TASK ITEM
Say how many lines in the material below include "machine". The answer is the number alone.

INFORMATION SHOWN
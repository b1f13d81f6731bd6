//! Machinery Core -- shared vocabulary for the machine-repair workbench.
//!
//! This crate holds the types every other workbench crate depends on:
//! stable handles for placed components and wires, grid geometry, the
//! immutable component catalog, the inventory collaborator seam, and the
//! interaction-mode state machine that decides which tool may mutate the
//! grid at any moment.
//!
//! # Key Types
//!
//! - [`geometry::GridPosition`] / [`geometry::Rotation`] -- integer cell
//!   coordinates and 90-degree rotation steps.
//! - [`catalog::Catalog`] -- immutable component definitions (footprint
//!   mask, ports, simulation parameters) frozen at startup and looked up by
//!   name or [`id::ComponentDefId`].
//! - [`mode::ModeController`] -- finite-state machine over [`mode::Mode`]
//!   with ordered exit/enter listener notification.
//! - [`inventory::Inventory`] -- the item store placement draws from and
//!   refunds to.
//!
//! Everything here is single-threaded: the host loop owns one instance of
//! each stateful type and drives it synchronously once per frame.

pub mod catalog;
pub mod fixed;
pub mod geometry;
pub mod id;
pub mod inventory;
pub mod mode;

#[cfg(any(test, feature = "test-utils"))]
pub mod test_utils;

--

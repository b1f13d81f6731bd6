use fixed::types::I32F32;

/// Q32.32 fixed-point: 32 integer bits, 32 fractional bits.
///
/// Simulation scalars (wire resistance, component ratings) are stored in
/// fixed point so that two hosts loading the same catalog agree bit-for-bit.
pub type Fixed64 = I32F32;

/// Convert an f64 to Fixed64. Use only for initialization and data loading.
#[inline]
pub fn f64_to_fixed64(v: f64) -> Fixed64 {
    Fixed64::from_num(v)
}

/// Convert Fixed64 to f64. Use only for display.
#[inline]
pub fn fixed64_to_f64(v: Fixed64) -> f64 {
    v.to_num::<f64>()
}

ANSWER SECTION
3